Texas busca represalias para los colegios públicos que permitan protestas estudiantiles

Centenares de alumnos de distritos como Austin, San Antonio, Waco, New Braunfels y Manor abandonaron las clases con pancartas en las que piden el desmantelamiento de ICE

Decenas de estudiantes de una escuela pública en protesta pidiendo el desmantelamiento del ICE. (Fuente externa)

El Gobierno de Texas busca imponer represalias a las escuelas públicas que permitan a sus estudiantes protestar, en medio de una ola de manifestaciones en contra de la política migratoria del presidente estadounidense, Donald Trump, y del despliegue de agentes federales en distintas ciudades del país.

En las últimas semanas, cientos de estudiantes en diferentes partes del estado han liderados marchas y paros, vinculados a las protestas convocadas a nivel nacional contra las acciones del Servicio de Aduanas y Control de Inmigración (ICE) tras el asesinato a manos de agentes federales de dos civiles en Minesota.

Centenares de alumnos de distritos como Austin, San Antonio, Waco, New Braunfels y Manor abandonaron las clases con pancartas en las que piden el desmantelamiento de ICE y condenan lo que describen como uso excesivo de la fuerza y separación de familias.

El gobernador de Texas, el ultraconservador Greg Abbott, se pronunció este martes en su cuenta de la plataforma X en contra de lo que llamó "paros disruptivos" y adelantó que su oficina está considerando dejar sin financiación estatal a las escuelas "que abandonen su deber de enseñar a los niños".

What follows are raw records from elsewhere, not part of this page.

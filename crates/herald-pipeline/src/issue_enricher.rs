//! Bounded worker pool that pairs activities with their issues.

use std::sync::Arc;

use herald_core::{ActivityEntry, ActivityIssue, IssueLookup};
use tokio::sync::{mpsc, Mutex};
use tokio::task::JoinSet;
use tracing::{debug, info, info_span, warn, Instrument, Span};

type WorkQueue = Arc<Mutex<mpsc::Receiver<(usize, ActivityEntry)>>>;

pub struct IssueEnricher {
    lookup: Arc<dyn IssueLookup>,
    concurrency: usize,
    span: Span,
}

impl IssueEnricher {
    pub fn new(lookup: Arc<dyn IssueLookup>, concurrency: usize, span: Span) -> Self {
        Self {
            lookup,
            concurrency: concurrency.max(1),
            span,
        }
    }

    /// Looks up the issue behind every activity with at most `concurrency`
    /// lookups in flight.
    ///
    /// Returns once every worker has drained the queue. The output holds only
    /// the activities whose key extraction and lookup both succeeded, in
    /// completion order; `sequence` carries each item's input position.
    pub async fn enrich(&self, activities: &[ActivityEntry]) -> Vec<ActivityIssue> {
        if activities.is_empty() {
            return Vec::new();
        }

        let (sender, receiver) = mpsc::channel(activities.len());
        for (sequence, activity) in activities.iter().enumerate() {
            if sender.send((sequence, activity.clone())).await.is_err() {
                break;
            }
        }
        drop(sender);

        let queue: WorkQueue = Arc::new(Mutex::new(receiver));
        let worker_count = self.concurrency.min(activities.len());
        let mut workers = JoinSet::new();
        for worker in 0..worker_count {
            let queue = Arc::clone(&queue);
            let lookup = Arc::clone(&self.lookup);
            let worker_span = info_span!(parent: &self.span, "issue_worker", worker);
            workers.spawn(drain_queue(queue, lookup).instrument(worker_span));
        }

        let mut enriched = Vec::with_capacity(activities.len());
        while let Some(joined) = workers.join_next().await {
            match joined {
                Ok(items) => enriched.extend(items),
                Err(error) => {
                    warn!(parent: &self.span, %error, "issue worker terminated abnormally");
                }
            }
        }

        info!(
            parent: &self.span,
            requested = activities.len(),
            enriched = enriched.len(),
            workers = worker_count,
            "issue enrichment finished"
        );
        enriched
    }
}

async fn drain_queue(queue: WorkQueue, lookup: Arc<dyn IssueLookup>) -> Vec<ActivityIssue> {
    let mut enriched = Vec::new();
    loop {
        let next = queue.lock().await.recv().await;
        let Some((sequence, activity)) = next else {
            break;
        };

        let Some(issue_key) = activity.issue_key().map(str::to_string) else {
            warn!(activity_id = %activity.id, "could not extract issue key from activity");
            continue;
        };

        match lookup.get_issue(&issue_key).await {
            Ok(issue) => {
                debug!(activity_id = %activity.id, issue_key, "resolved issue");
                enriched.push(ActivityIssue {
                    sequence,
                    activity,
                    issue,
                });
            }
            Err(error) if error.is_not_found() => {
                warn!(activity_id = %activity.id, issue_key, "issue not found, skipping activity");
            }
            Err(error) => {
                warn!(
                    activity_id = %activity.id,
                    issue_key,
                    error = %error,
                    "could not look up issue, skipping activity"
                );
            }
        }
    }
    enriched
}
//! One relay pass: fetch, filter, enrich, resolve avatars, match, post, and
//! advance the cursor.

use std::collections::BTreeMap;
use std::sync::Arc;

use anyhow::{Context, Result};
use herald_config::{CompiledTrigger, LoadedConfig, SlackUserOverride};
use herald_core::{BlobStore, ChatTransport, FeedReader, IssueLookup, StateStore};
use serde::Serialize;
use tracing::{info, info_span, Span};

use crate::{
    filter_new_activities, AvatarResolver, IssueEnricher, TextNormalizer, TriggerMatcher,
};

/// External systems a relay pass talks to.
#[derive(Clone)]
pub struct RelayCollaborators {
    pub feed: Arc<dyn FeedReader>,
    pub issues: Arc<dyn IssueLookup>,
    pub chat: Arc<dyn ChatTransport>,
    pub blobs: Arc<dyn BlobStore>,
    pub state: Arc<dyn StateStore>,
}

#[derive(Debug, Clone)]
pub struct RelaySettings {
    pub max_activity_lookup: usize,
    pub concurrent_issue_lookups: usize,
    pub triggers: Vec<CompiledTrigger>,
    pub sender_overrides: BTreeMap<String, SlackUserOverride>,
}

impl From<&LoadedConfig> for RelaySettings {
    fn from(config: &LoadedConfig) -> Self {
        Self {
            max_activity_lookup: config.document.atlassian.max_activity_lookup,
            concurrent_issue_lookups: config.document.atlassian.concurrent_issue_lookups,
            triggers: config.triggers.clone(),
            sender_overrides: config.document.slack.users.clone(),
        }
    }
}

#[derive(Debug, Clone, Default, PartialEq, Eq, Serialize)]
/// Counters for one relay pass.
pub struct RelayReport {
    pub fetched: usize,
    pub new_activities: usize,
    pub enriched: usize,
    pub avatars_resolved: usize,
    pub messages_posted: usize,
    /// Cursor after the pass; unchanged from the stored value when nothing
    /// new was found.
    pub cursor: Option<String>,
}

pub struct ActivityRelay {
    collaborators: RelayCollaborators,
    settings: RelaySettings,
    normalizer: TextNormalizer,
    span: Span,
}

impl ActivityRelay {
    pub fn new(
        collaborators: RelayCollaborators,
        settings: RelaySettings,
        span: Span,
    ) -> Result<Self> {
        let normalizer = TextNormalizer::new().context("failed to compile title normalizer")?;
        Ok(Self {
            collaborators,
            settings,
            normalizer,
            span,
        })
    }

    /// Runs one pass. Feed, chat and cursor failures abort the pass before the
    /// cursor moves, so undelivered activity is retried next run. Issue and
    /// avatar failures only drop the affected items.
    pub async fn run_once(&self) -> Result<RelayReport> {
        let run_span = info_span!(parent: &self.span, "relay_run");
        let collaborators = &self.collaborators;

        let last_seen = collaborators
            .state
            .get_cursor()
            .await
            .context("failed to read relay cursor")?;
        let entries = collaborators
            .feed
            .fetch_new_entries(self.settings.max_activity_lookup)
            .await
            .context("failed to fetch activity feed")?;
        let fetched = entries.len();

        let activities = filter_new_activities(entries, last_seen.as_deref());
        info!(
            parent: &run_span,
            fetched,
            new_activities = activities.len(),
            last_seen = last_seen.as_deref().unwrap_or(""),
            "found new activities since last cursor"
        );
        let Some(newest_id) = activities.last().map(|entry| entry.id.clone()) else {
            return Ok(RelayReport {
                fetched,
                cursor: last_seen,
                ..RelayReport::default()
            });
        };

        let enricher = IssueEnricher::new(
            Arc::clone(&collaborators.issues),
            self.settings.concurrent_issue_lookups,
            run_span.clone(),
        );
        let mut enriched = enricher.enrich(&activities).await;
        enriched.sort_by_key(|item| item.sequence);

        let resolver = AvatarResolver::new(
            Arc::clone(&collaborators.issues),
            Arc::clone(&collaborators.blobs),
            Arc::clone(&collaborators.state),
            run_span.clone(),
        );
        let avatars = resolver.resolve(&enriched).await;

        let matcher = TriggerMatcher::new(
            &self.settings.triggers,
            &self.settings.sender_overrides,
            &self.normalizer,
            run_span.clone(),
        );
        let messages = matcher.match_messages(&enriched, &avatars);

        info!(parent: &run_span, messages = messages.len(), "posting messages");
        for message in &messages {
            collaborators
                .chat
                .post_message(&message.channel, &message.sender, &message.text)
                .await
                .with_context(|| format!("failed to post message to {}", message.channel))?;
        }

        collaborators
            .state
            .set_cursor(&newest_id)
            .await
            .with_context(|| format!("failed to record relay cursor {newest_id}"))?;
        info!(parent: &run_span, cursor = %newest_id, "recorded relay cursor");

        Ok(RelayReport {
            fetched,
            new_activities: activities.len(),
            enriched: enriched.len(),
            avatars_resolved: avatars.len(),
            messages_posted: messages.len(),
            cursor: Some(newest_id),
        })
    }
}
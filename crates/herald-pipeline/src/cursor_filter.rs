use herald_core::ActivityEntry;

/// Keeps the entries newer than `last_seen` and returns them oldest first.
///
/// `entries` is newest first as the feed publishes it. Scanning stops at the
/// entry whose id equals `last_seen`; that entry and everything older are
/// dropped. An empty or absent cursor, or one that fell out of the fetched
/// window, treats every entry as new.
pub fn filter_new_activities(
    entries: Vec<ActivityEntry>,
    last_seen: Option<&str>,
) -> Vec<ActivityEntry> {
    let last_seen = last_seen.filter(|id| !id.is_empty());
    let mut unseen = entries
        .into_iter()
        .take_while(|entry| Some(entry.id.as_str()) != last_seen)
        .collect::<Vec<_>>();
    unseen.reverse();
    unseen
}
use std::{collections::BTreeMap, path::PathBuf};

use indexmap::IndexMap;
use serde::Deserialize;

use crate::ConfigError;

const DEFAULT_MAX_ACTIVITY_LOOKUP: usize = 50;
const DEFAULT_CONCURRENT_ISSUE_LOOKUPS: usize = 4;
const DEFAULT_REQUEST_TIMEOUT_MS: u64 = 10_000;
const DEFAULT_RETRY_MAX_ATTEMPTS: usize = 3;
const DEFAULT_RETRY_BASE_DELAY_MS: u64 = 250;
const DEFAULT_SLACK_API_BASE: &str = "https://slack.com/api";

#[derive(Debug, Clone, Deserialize)]
/// Root of the configuration document.
pub struct HeraldConfig {
    pub state: StateConfig,
    pub atlassian: AtlassianConfig,
    pub slack: SlackConfig,
    pub resource_storage: ResourceStorageConfig,
    #[serde(default)]
    pub triggers: Vec<TriggerConfig>,
    #[serde(default)]
    pub custom_jira_fields: Vec<CustomJiraFieldConfig>,
}

impl HeraldConfig {
    pub(crate) fn validate(&self) -> Result<(), ConfigError> {
        if self.atlassian.host.trim().is_empty() {
            return Err(ConfigError::Invalid("atlassian.host must not be empty".into()));
        }
        if self.atlassian.max_activity_lookup == 0 {
            return Err(ConfigError::Invalid(
                "atlassian.max_activity_lookup must be greater than 0".into(),
            ));
        }
        if self.atlassian.concurrent_issue_lookups == 0 {
            return Err(ConfigError::Invalid(
                "atlassian.concurrent_issue_lookups must be greater than 0".into(),
            ));
        }
        if self.state.path.as_os_str().is_empty() {
            return Err(ConfigError::Invalid("state.path must not be empty".into()));
        }
        for (index, trigger) in self.triggers.iter().enumerate() {
            if trigger.slack_channel.trim().is_empty() {
                return Err(ConfigError::Invalid(format!(
                    "trigger {index} has an empty slack_channel"
                )));
            }
            if trigger.match_fields.is_empty() {
                return Err(ConfigError::Invalid(format!(
                    "trigger {index} has no match fields"
                )));
            }
        }
        for custom in &self.custom_jira_fields {
            if custom.name.trim().is_empty() || custom.jira_field.trim().is_empty() {
                return Err(ConfigError::Invalid(
                    "custom_jira_fields entries need both name and jira_field".into(),
                ));
            }
        }
        Ok(())
    }
}

#[derive(Debug, Clone, Deserialize)]
pub struct StateConfig {
    /// JSON document holding the cursor and the avatar cache.
    pub path: PathBuf,
}

#[derive(Debug, Clone, Deserialize)]
pub struct AtlassianConfig {
    /// Bare host (`example.atlassian.net`) or full base URL.
    pub host: String,
    #[serde(default = "default_max_activity_lookup")]
    pub max_activity_lookup: usize,
    #[serde(default = "default_concurrent_issue_lookups")]
    pub concurrent_issue_lookups: usize,
    #[serde(default = "default_request_timeout_ms")]
    pub request_timeout_ms: u64,
    #[serde(default = "default_retry_max_attempts")]
    pub retry_max_attempts: usize,
    #[serde(default = "default_retry_base_delay_ms")]
    pub retry_base_delay_ms: u64,
    pub auth: AtlassianAuth,
}

impl AtlassianConfig {
    pub fn base_url(&self) -> String {
        let host = self.host.trim().trim_end_matches('/');
        if host.contains("://") {
            host.to_string()
        } else {
            format!("https://{host}")
        }
    }
}

#[derive(Debug, Clone, Deserialize)]
pub struct AtlassianAuth {
    pub username: String,
    pub password: String,
}

#[derive(Debug, Clone, Deserialize)]
pub struct SlackConfig {
    #[serde(default = "default_slack_api_base")]
    pub api_base: String,
    pub auth: SlackAuth,
    /// Sender overrides keyed by tracker username.
    #[serde(default)]
    pub users: BTreeMap<String, SlackUserOverride>,
    #[serde(default = "default_request_timeout_ms")]
    pub request_timeout_ms: u64,
    #[serde(default = "default_retry_max_attempts")]
    pub retry_max_attempts: usize,
    #[serde(default = "default_retry_base_delay_ms")]
    pub retry_base_delay_ms: u64,
}

#[derive(Debug, Clone, Deserialize)]
pub struct SlackAuth {
    pub token: String,
}

#[derive(Debug, Clone, Default, PartialEq, Eq, Deserialize)]
pub struct SlackUserOverride {
    #[serde(default)]
    pub name: String,
    #[serde(default)]
    pub icon_url: String,
    #[serde(default)]
    pub icon_emoji: String,
}

#[derive(Debug, Clone, Deserialize)]
#[serde(tag = "driver", rename_all = "snake_case")]
pub enum ResourceStorageConfig {
    S3(S3StorageConfig),
    Local(LocalStorageConfig),
}

#[derive(Debug, Clone, Deserialize)]
pub struct S3StorageConfig {
    pub s3_region: String,
    pub s3_bucket: String,
    pub aws_access_key_id: String,
    pub aws_secret_access_key: String,
    /// S3-compatible endpoint; path-style addressing is used when set.
    #[serde(default)]
    pub endpoint_url: Option<String>,
}

#[derive(Debug, Clone, Deserialize)]
pub struct LocalStorageConfig {
    pub root: PathBuf,
    pub public_base_url: String,
}

#[derive(Debug, Clone, Deserialize)]
pub struct TriggerConfig {
    pub slack_channel: String,
    /// Field name to regex; every entry must match, evaluated in document order.
    #[serde(rename = "match")]
    pub match_fields: IndexMap<String, String>,
    /// Alias to underlying tracker field key, consulted before the global list.
    #[serde(default)]
    pub custom_fields: IndexMap<String, String>,
}

#[derive(Debug, Clone, Deserialize)]
pub struct CustomJiraFieldConfig {
    pub name: String,
    pub jira_field: String,
}

fn default_max_activity_lookup() -> usize {
    DEFAULT_MAX_ACTIVITY_LOOKUP
}

fn default_concurrent_issue_lookups() -> usize {
    DEFAULT_CONCURRENT_ISSUE_LOOKUPS
}

fn default_request_timeout_ms() -> u64 {
    DEFAULT_REQUEST_TIMEOUT_MS
}

fn default_retry_max_attempts() -> usize {
    DEFAULT_RETRY_MAX_ATTEMPTS
}

fn default_retry_base_delay_ms() -> u64 {
    DEFAULT_RETRY_BASE_DELAY_MS
}

fn default_slack_api_base() -> String {
    DEFAULT_SLACK_API_BASE.to_string()
}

El republicano compartió en su publicación una nota de un medio local que informó que, durante una protesta estudiantil realizada este martes en Kyle, un suburbio de Austin, dos menores de edad fueron detenidos: uno por posesión de alcohol y otro por resistirse al arresto e interferir con el cumplimiento de deberes públicos.

Reacciones oficiales y contexto nacional de las manifestaciones

En los paros de hoy participaron cientos de estudiantes de cinco distritos escolares y llegan después de manifestaciones similares el pasado viernes en Austin, la capital del estado.

El fiscal general de Texas, Ken Paxton, también condenó la semana pasada estas manifestaciones en la capital e incluso abrió una investigación oficial al Distrito Escolar Independiente de Austin (ISD, por sus siglas en inglés), donde acusó al personal de los centros educativos de "estar al tanto" de las protestas y "en algunos casos, facilitarlas".

"Los padres esperan que nuestras escuelas públicas eduquen y mantengan a sus hijos a salvo durante la jornada escolar, no que los animen a asistir a una excursión de protesta diseñada para despreciar a los valientes agentes del orden que protegen a nuestro país", dijo Paxton en un comunicado.

En los últimos meses, el presidente Trump ha intensificado sus políticas anti-migrantes y ha desplegado a agentes federales en distintas ciudades gobernadas por la oposición demócratas, en lo que llama "operativos" para detener a las personas sin estatus legal que han resultado en fuertes enfrentamientos con la población civil.

A su vez, el Gobierno ha sido acusado por organizaciones en defensa de los derechos humanos, como ACLU, de haber llevado a cabo detenciones sin orden judicial ni causa probable, perfilamiento racial, uso excesivo de la fuerza y arrestos en “lugares sensibles” como escuelas, hospitales y estaciones de transporte.